What will be the fate of this project after the withdrawal of US troops? Under what conditions is it logical for China to make more huge investments in Afghanistan?

It is hard to believe that resource-hungry China will just walk away from these projects. And to defend its projects, China is unlikely to rely solely on Afghan forces, which are still not fully reliable.

It is highly likely, then, that China will come to replace the US in fighting the Taliban in Afghanistan. Pakistan would continue to play a front line role against Islamist extremists as China's strategic ally, while the Shanghai Cooperation Organization (SCO) could assume the role now played by Nato. In all this Pakistan will be China's vital strategic partner.

As an alternative to the US, Beijing can extend much-needed financial assistance to Pakistan.

Pakistan has been the major supply route for US and Nato missions to Afghanistan. China, which shares a small, mountainous border with Afghanistan, may open a major route for overland transit of military supplies.

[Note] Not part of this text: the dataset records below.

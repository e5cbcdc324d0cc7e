// Copyright 2024 The LoadPulse Authors. All rights reserved.
//
// Licensed under the Apache License, Version 2.0 (the "License");
// you may not use this file except in compliance with the License.
// You may obtain a copy of the License at
//
//    http://www.apache.org/licenses/LICENSE-2.0
//
// Unless required by applicable law or agreed to in writing, software
// distributed under the License is distributed on an "AS IS" BASIS,
// WITHOUT WARRANTIES OR CONDITIONS OF ANY KIND, either express or implied.
// See the License for the specific language governing permissions and
// limitations under the License.

use serde::Deserialize;

use crate::serde_utils::{
    convert_numeric_with_shellexpand, convert_optional_string_with_shellexpand,
    convert_string_with_shellexpand,
};

/// Configuration of one load worker process.
#[derive(Debug, Clone, Deserialize)]
#[serde(deny_unknown_fields)]
pub struct WorkerConfig {
    /// Friendly name of this worker, used for logging only.
    #[serde(default, deserialize_with = "convert_string_with_shellexpand")]
    pub name: String,

    /// Deployment region reported in the worker descriptor.
    ///
    /// Default: "Central"
    #[serde(default, deserialize_with = "convert_optional_string_with_shellexpand")]
    pub region: Option<String>,

    /// Deployment zone reported in the worker descriptor.
    ///
    /// Default: "az-central-us"
    #[serde(default, deserialize_with = "convert_optional_string_with_shellexpand")]
    pub zone: Option<String>,

    /// Whether this worker exposes a prometheus scrape endpoint. Carried in
    /// the worker descriptor so operators can tell scrapeable workers apart.
    #[serde(default)]
    pub prometheus: bool,

    /// Seconds to wait after startup before reporting `Ready`.
    #[serde(default, deserialize_with = "convert_numeric_with_shellexpand")]
    pub delay_start_s: u64,

    /// Interval between status heartbeats in milliseconds. Every interval the
    /// last known status is re-published with a refreshed timestamp so
    /// downstream consumers can tell "idle" apart from "dead".
    ///
    /// Default: 5000 (5 seconds)
    #[serde(default, deserialize_with = "convert_numeric_with_shellexpand")]
    pub status_update_interval_ms: u64,
}
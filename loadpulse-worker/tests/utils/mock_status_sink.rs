// Copyright 2024 The LoadPulse Authors. All rights reserved.
//
// Licensed under the Apache License, Version 2.0 (the "License");
// you may not use this file except in compliance with the License.
// You may obtain a copy of the License at
//
//    http://www.apache.org/licenses/LICENSE-2.0
//
// Unless required by applicable law or agreed to in writing, software
// distributed under the License is distributed on an "AS IS" BASIS,
// WITHOUT WARRANTIES OR CONDITIONS OF ANY KIND, either express or implied.
// See the License for the specific language governing permissions and
// limitations under the License.

use std::collections::VecDeque;
use std::sync::Arc;

use async_trait::async_trait;
use loadpulse_error::{Code, Error, make_err};
use loadpulse_util::status_messages::ClientStatusRecord;
use loadpulse_util::store_trait::StatusSink;
use parking_lot::Mutex;

/// Scripted status sink: write attempts consume scripted results in order and
/// fall back to success once the script runs out. Only successful writes are
/// recorded.
#[derive(Debug, Default)]
pub struct MockStatusSink {
    scripted_results: Mutex<VecDeque<Result<(), Error>>>,
    writes: Mutex<Vec<ClientStatusRecord>>,
}

impl MockStatusSink {
    pub fn new() -> Arc<Self> {
        Arc::new(Self::default())
    }

    pub fn script_result(&self, result: Result<(), Error>) {
        self.scripted_results.lock().push_back(result);
    }

    pub fn script_failures(&self, count: usize) {
        for _ in 0..count {
            self.script_result(Err(make_err!(
                Code::Unavailable,
                "Simulated status write failure"
            )));
        }
    }

    pub fn writes(&self) -> Vec<ClientStatusRecord> {
        self.writes.lock().clone()
    }
}

#[async_trait]
impl StatusSink for MockStatusSink {
    async fn upsert_status(&self, record: &ClientStatusRecord) -> Result<(), Error> {
        let result = self
            .scripted_results
            .lock()
            .pop_front()
            .unwrap_or(Ok(()));
        if result.is_ok() {
            self.writes.lock().push(record.clone());
        }
        result
    }
}
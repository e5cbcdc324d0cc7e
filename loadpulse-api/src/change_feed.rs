// Copyright 2024 The LoadPulse Authors. All rights reserved.
//
// Licensed under the Apache License, Version 2.0 (the "License");
// you may not use this file except in compliance with the License.
// You may obtain a copy of the License at
//
//    http://www.apache.org/licenses/LICENSE-2.0
//
// Unless required by applicable law or agreed to in writing, software
// distributed under the License is distributed on an "AS IS" BASIS,
// WITHOUT WARRANTIES OR CONDITIONS OF ANY KIND, either express or implied.
// See the License for the specific language governing permissions and
// limitations under the License.

use std::sync::Arc;

use loadpulse_error::{Error, ResultExt};
use loadpulse_util::status_messages::{ClientStatusRecord, EntityType};
use loadpulse_util::store_trait::ChangeFeedLease;
use serde_json::Value;
use tracing::{debug, warn};

use crate::client_status_cache::ClientStatusCache;

fn entity_type_of(document: &Value) -> EntityType {
    document
        .get("entityType")
        .and_then(Value::as_str)
        .map_or(EntityType::Unassigned, EntityType::from_name)
}

/// Consumes the store's ordered change stream and projects status-class
/// documents into the cache. Each lease is pumped single-threaded with
/// respect to itself; many leases may feed the same cache concurrently.
#[derive(Clone, Debug)]
pub struct ChangeFeedProcessor {
    cache: Arc<ClientStatusCache>,
}

impl ChangeFeedProcessor {
    pub const fn new(cache: Arc<ClientStatusCache>) -> Self {
        Self { cache }
    }

    /// Pumps one lease until its feed ends. Progress is only checkpointed
    /// after the whole batch has been applied to the cache, so a crash
    /// mid-batch redelivers (at-least-once) rather than loses documents.
    pub async fn run_lease<L: ChangeFeedLease>(&self, mut lease: L) -> Result<(), Error> {
        while let Some(batch) = lease
            .next_batch()
            .await
            .err_tip(|| "Failed to receive change feed batch")?
        {
            self.process_batch(&batch);
            lease
                .checkpoint()
                .await
                .err_tip(|| "Failed to checkpoint change feed progress")?;
        }
        Ok(())
    }

    pub fn process_batch(&self, documents: &[Value]) {
        for document in documents {
            self.process_document(document);
        }
    }

    /// A document of a foreign entity class is expected and skipped without
    /// error. A status document that does not decode is logged and skipped so
    /// one bad document cannot stall progress for every other worker.
    fn process_document(&self, document: &Value) {
        match entity_type_of(document) {
            EntityType::ClientStatus => {
                match serde_json::from_value::<ClientStatusRecord>(document.clone()) {
                    Ok(record) => {
                        let client_status_id = record.id.clone();
                        let applied = self.cache.apply(record);
                        debug!(
                            client_status_id = %client_status_id,
                            applied,
                            "Processed client status change"
                        );
                    }
                    Err(err) => {
                        warn!(?err, "Skipping undecodable client status document");
                    }
                }
            }
            entity_type => {
                debug!(?entity_type, "Skipping change of untracked entity type");
            }
        }
    }
}
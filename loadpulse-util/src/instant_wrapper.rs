// Copyright 2024 The LoadPulse Authors. All rights reserved.
//
// Licensed under the Apache License, Version 2.0 (the "License");
// you may not use this file except in compliance with the License.
// You may obtain a copy of the License at
//
//    http://www.apache.org/licenses/LICENSE-2.0
//
// Unless required by applicable law or agreed to in writing, software
// distributed under the License is distributed on an "AS IS" BASIS,
// WITHOUT WARRANTIES OR CONDITIONS OF ANY KIND, either express or implied.
// See the License for the specific language governing permissions and
// limitations under the License.

use core::future::Future;
use core::time::Duration;
use std::time::{SystemTime, UNIX_EPOCH};

use chrono::{DateTime, Utc};
use mock_instant::thread_local::{Instant as MockInstant, MockClock};

/// Abstraction over which underlying clock drives timestamps and timers.
/// Components that emit heartbeats are generic over this so tests can drive
/// the clock deterministically.
pub trait InstantWrapper: Send + Sync + Unpin + 'static {
    fn from_secs(secs: u64) -> Self;
    fn unix_timestamp(&self) -> u64;
    fn now(&self) -> SystemTime;
    fn elapsed(&self) -> Duration;
    fn sleep(self, duration: Duration) -> impl Future<Output = ()> + Send + Sync + 'static;

    /// Current wall-clock time as a UTC timestamp.
    fn utc_now(&self) -> DateTime<Utc> {
        DateTime::<Utc>::from(self.now())
    }
}

impl InstantWrapper for SystemTime {
    fn from_secs(secs: u64) -> SystemTime {
        SystemTime::UNIX_EPOCH
            .checked_add(Duration::from_secs(secs))
            .unwrap()
    }

    fn unix_timestamp(&self) -> u64 {
        self.duration_since(UNIX_EPOCH).unwrap().as_secs()
    }

    fn now(&self) -> SystemTime {
        SystemTime::now()
    }

    fn elapsed(&self) -> Duration {
        <SystemTime>::elapsed(self).unwrap()
    }

    async fn sleep(self, duration: Duration) {
        tokio::time::sleep(duration).await;
    }
}

pub fn default_instant_wrapper() -> impl InstantWrapper {
    SystemTime::now()
}

/// Mocked out instant driven by `MockClock`, for timer tests.
pub struct MockInstantWrapped(MockInstant);

impl Default for MockInstantWrapped {
    fn default() -> Self {
        Self(MockInstant::now())
    }
}

impl InstantWrapper for MockInstantWrapped {
    fn from_secs(_secs: u64) -> Self {
        MockInstantWrapped(MockInstant::now())
    }

    fn unix_timestamp(&self) -> u64 {
        MockClock::time().as_secs()
    }

    fn now(&self) -> SystemTime {
        UNIX_EPOCH + MockClock::time()
    }

    fn elapsed(&self) -> Duration {
        self.0.elapsed()
    }

    async fn sleep(self, duration: Duration) {
        let baseline = self.0.elapsed();
        loop {
            tokio::task::yield_now().await;
            if self.0.elapsed() - baseline >= duration {
                break;
            }
        }
    }
}
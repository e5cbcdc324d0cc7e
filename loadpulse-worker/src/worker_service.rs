// Copyright 2024 The LoadPulse Authors. All rights reserved.
//
// Licensed under the Apache License, Version 2.0 (the "License");
// you may not use this file except in compliance with the License.
// You may obtain a copy of the License at
//
//    http://www.apache.org/licenses/LICENSE-2.0
//
// Unless required by applicable law or agreed to in writing, software
// distributed under the License is distributed on an "AS IS" BASIS,
// WITHOUT WARRANTIES OR CONDITIONS OF ANY KIND, either express or implied.
// See the License for the specific language governing permissions and
// limitations under the License.

use core::time::Duration;
use std::sync::Arc;

use chrono::{DateTime, Utc};
use loadpulse_config::worker::WorkerConfig;
use loadpulse_error::{Code, Error, make_err};
use loadpulse_util::instant_wrapper::InstantWrapper;
use loadpulse_util::shutdown::ShutdownSignal;
use loadpulse_util::status_messages::{ClientStatusType, LoadClient};
use loadpulse_util::store_trait::StatusSink;
use tracing::{error, info};
use uuid::Uuid;

use crate::status_event_bus::{DEFAULT_STATUS_UPDATE_INTERVAL, StatusEventBus};
use crate::status_publisher::StatusPublisher;

const CLIENT_VERSION: &str = env!("CARGO_PKG_VERSION");

// Note: If these defaults change the documentation in
// `loadpulse-config/src/worker.rs` must also be updated.
const DEFAULT_REGION: &str = "Central";
const DEFAULT_ZONE: &str = "az-central-us";

fn make_load_client(config: &WorkerConfig, start_time: DateTime<Utc>) -> LoadClient {
    let region = config
        .region
        .as_deref()
        .filter(|region| !region.trim().is_empty())
        .unwrap_or(DEFAULT_REGION)
        .to_string();
    let zone = config
        .zone
        .as_deref()
        .filter(|zone| !zone.trim().is_empty())
        .unwrap_or(DEFAULT_ZONE)
        .to_string();
    let startup_args = format!(
        "--delay-start {} --region {region} --zone {zone}",
        config.delay_start_s
    );
    LoadClient {
        id: Uuid::new_v4().to_string(),
        version: CLIENT_VERSION.to_string(),
        region,
        zone,
        prometheus: config.prometheus,
        startup_args,
        start_time,
    }
}

/// Ties one worker's status pipeline together: builds the worker descriptor
/// from config, owns the event bus and the publisher, and walks the
/// conventional lifecycle until shutdown is requested.
pub struct LoadWorkerService<I: InstantWrapper> {
    publisher: Arc<StatusPublisher>,
    bus: StatusEventBus<I>,
    shutdown: ShutdownSignal,
    delay_start: Duration,
}

impl<I: InstantWrapper> core::fmt::Debug for LoadWorkerService<I> {
    fn fmt(&self, f: &mut core::fmt::Formatter<'_>) -> core::fmt::Result {
        f.debug_struct("LoadWorkerService")
            .field("bus", &self.bus)
            .finish_non_exhaustive()
    }
}

impl<I: InstantWrapper> LoadWorkerService<I> {
    pub fn new(config: &WorkerConfig, sink: Arc<dyn StatusSink>, shutdown: ShutdownSignal) -> Self {
        let start_time = I::from_secs(0).utc_now();
        let load_client = make_load_client(config, start_time);
        let publisher = Arc::new(StatusPublisher::new(
            load_client,
            start_time,
            sink,
            shutdown.clone(),
        ));
        let interval = if config.status_update_interval_ms == 0 {
            DEFAULT_STATUS_UPDATE_INTERVAL
        } else {
            Duration::from_millis(config.status_update_interval_ms)
        };
        let bus = StatusEventBus::new(interval, publisher.clone());
        Self {
            publisher,
            bus,
            shutdown,
            delay_start: Duration::from_secs(config.delay_start_s),
        }
    }

    /// The bus carrying this worker's status timeline. Test-execution code
    /// publishes `Testing`/`Ready` transitions through it.
    pub const fn bus(&self) -> &StatusEventBus<I> {
        &self.bus
    }

    pub async fn client_status_id(&self) -> String {
        self.publisher.client_status_id().await
    }

    /// Runs the worker lifecycle: report `Starting`, wait out the configured
    /// startup delay, report `Ready`, then hold until shutdown is requested
    /// and report `Terminating`. A fatal shutdown (repeated status
    /// persistence failure) aborts the run with an error.
    pub async fn run(self) -> Result<(), Error> {
        let Self {
            publisher,
            bus,
            shutdown,
            delay_start,
        } = self;

        bus.publish(ClientStatusType::Starting, "Load client starting");
        if !delay_start.is_zero() {
            I::from_secs(0).sleep(delay_start).await;
        }
        bus.publish(
            ClientStatusType::Ready,
            "Load client ready to receive test runs",
        );

        let mut listener = shutdown.subscribe();
        let reason = listener.requested().await;
        info!(
            fatal = reason.fatal,
            message = %reason.message,
            "Worker shutting down"
        );

        bus.publish(ClientStatusType::Terminating, reason.message.clone());
        // Stop heartbeats before the terminal write so nothing re-publishes a
        // stale status after it.
        drop(bus);

        if let Err(err) = publisher
            .write_terminal(&reason.message, I::from_secs(0).utc_now())
            .await
        {
            // Best effort: the worker is going away either way.
            error!(?err, "Failed to persist terminal client status");
        }

        if reason.fatal {
            return Err(make_err!(
                Code::Unavailable,
                "Load test run aborted : {}",
                reason.message
            ));
        }
        Ok(())
    }
}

The route could follow existing railway routes within China before crossing into Kazakhstan, where it could be linked up with supply lines that traverse Uzbekistan and Tajikistan. All this would permit development of adequate transit links into Afghanistan. Along with ocean links to Pakistan, this could provide China with sustainable ways to get military supplies into Afghanistan.

On November 26, a Nato attack on a Pakistani border post killed 26 Pakistani soldiers. In retaliation, Islamabad has threatened to halt its efforts to persuade the Afghan Taliban to negotiate.

But that incident merely demonstrated an emerging geopolitical reality: a strategic consensus between China and Pakistan threatens to scuttle US prospects of ending the war in Afghanistan.

Islamabad is prepared for strategic cooperation with China, in a bid to cut the US out of Afghanistan. And China, ready and willing to exploit Pakistan's volatile relationship with the US, has the resources for both economic and military investment.

Syed Fazl-e-Haider (www.syedfazlehaider.com), a development analyst in Pakistan, has written many books, including The Economic Development of Balochistan.